-- Opening Marker --

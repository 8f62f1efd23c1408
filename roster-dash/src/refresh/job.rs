//! RefreshJob: completion tracking for one batch of refresh requests
//!
//! The backend has no job-status channel, so completion is inferred: a
//! target is done once a fetched roster shows its `updated_at` differing
//! from the value captured when the job started. A refresh that leaves
//! `updated_at` untouched is indistinguishable from one that never ran and
//! ends in a timeout.
//!
//! Elapsed time is counted per tick (each tick adds one poll interval),
//! which makes the deadline a whole number of ticks.

use std::collections::{HashMap, HashSet};
use std::time::Duration;

use roster_common::Record;
use serde_json::Value;
use uuid::Uuid;

#[derive(Debug, Clone, Copy, PartialEq, Eq)]
pub enum JobState {
    Idle,
    Polling,
    Completed,
    TimedOut,
}

impl JobState {
    pub fn is_finished(&self) -> bool {
        matches!(self, JobState::Completed | JobState::TimedOut)
    }
}

#[derive(Debug, Clone)]
pub struct RefreshJob {
    id: Uuid,
    /// De-duplicated, first-seen order
    targets: Vec<String>,
    /// Absent for targets missing from the roster at start
    baselines: HashMap<String, Value>,
    completed: HashSet<String>,
    deadline: Duration,
    poll_interval: Duration,
    elapsed: Duration,
    ticks: u32,
    state: JobState,
}

impl RefreshJob {
    pub fn new<I, S>(targets: I, deadline: Duration, poll_interval: Duration) -> Self
    where
        I: IntoIterator<Item = S>,
        S: Into<String>,
    {
        let mut seen = HashSet::new();
        let targets = targets
            .into_iter()
            .map(Into::into)
            .filter(|t: &String| seen.insert(t.clone()))
            .collect();

        Self {
            id: Uuid::new_v4(),
            targets,
            baselines: HashMap::new(),
            completed: HashSet::new(),
            deadline,
            poll_interval,
            elapsed: Duration::ZERO,
            ticks: 0,
            state: JobState::Idle,
        }
    }

    /// Capture baselines from the current snapshot and enter `Polling`
    pub fn start(&mut self, current: &[Record]) {
        if self.state != JobState::Idle {
            return;
        }
        for record in current {
            let name = record.name();
            if self.targets.iter().any(|t| t == name) {
                self.baselines.insert(name.to_string(), freshness(record));
            }
        }
        self.state = JobState::Polling;
    }

    /// True once the accumulated tick time has reached the deadline
    pub fn deadline_reached(&self) -> bool {
        self.elapsed >= self.deadline
    }

    /// Compare a fetched roster against the baselines.
    ///
    /// The completion set only ever grows. Returns the state after observing.
    pub fn observe(&mut self, fetched: &[Record]) -> JobState {
        if self.state != JobState::Polling {
            return self.state;
        }

        for record in fetched {
            let name = record.name();
            if self.completed.contains(name) || !self.targets.iter().any(|t| t == name) {
                continue;
            }
            let changed = match self.baselines.get(name) {
                Some(baseline) => *baseline != freshness(record),
                None => true,
            };
            if changed {
                self.completed.insert(name.to_string());
            }
        }

        if self.completed.len() == self.targets.len() {
            self.state = JobState::Completed;
        }
        self.state
    }

    /// Account one poll interval
    pub fn advance(&mut self) {
        self.elapsed += self.poll_interval;
        self.ticks += 1;
    }

    pub fn time_out(&mut self) {
        if self.state == JobState::Polling {
            self.state = JobState::TimedOut;
        }
    }

    pub fn id(&self) -> Uuid {
        self.id
    }

    pub fn targets(&self) -> &[String] {
        &self.targets
    }

    pub fn is_completed(&self, name: &str) -> bool {
        self.completed.contains(name)
    }

    /// Completed targets in target order
    pub fn completed(&self) -> Vec<String> {
        self.targets
            .iter()
            .filter(|t| self.completed.contains(t.as_str()))
            .cloned()
            .collect()
    }

    pub fn completed_count(&self) -> usize {
        self.completed.len()
    }

    pub fn state(&self) -> JobState {
        self.state
    }

    pub fn poll_interval(&self) -> Duration {
        self.poll_interval
    }

    pub fn elapsed(&self) -> Duration {
        self.elapsed
    }

    pub fn ticks(&self) -> u32 {
        self.ticks
    }
}

fn freshness(record: &Record) -> Value {
    record.updated_at().cloned().unwrap_or(Value::Null)
}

-- Closing Marker --

How many lines in the records above contain the word "derive"? Reply with the number alone.

▶ [Output for this exercise]: 2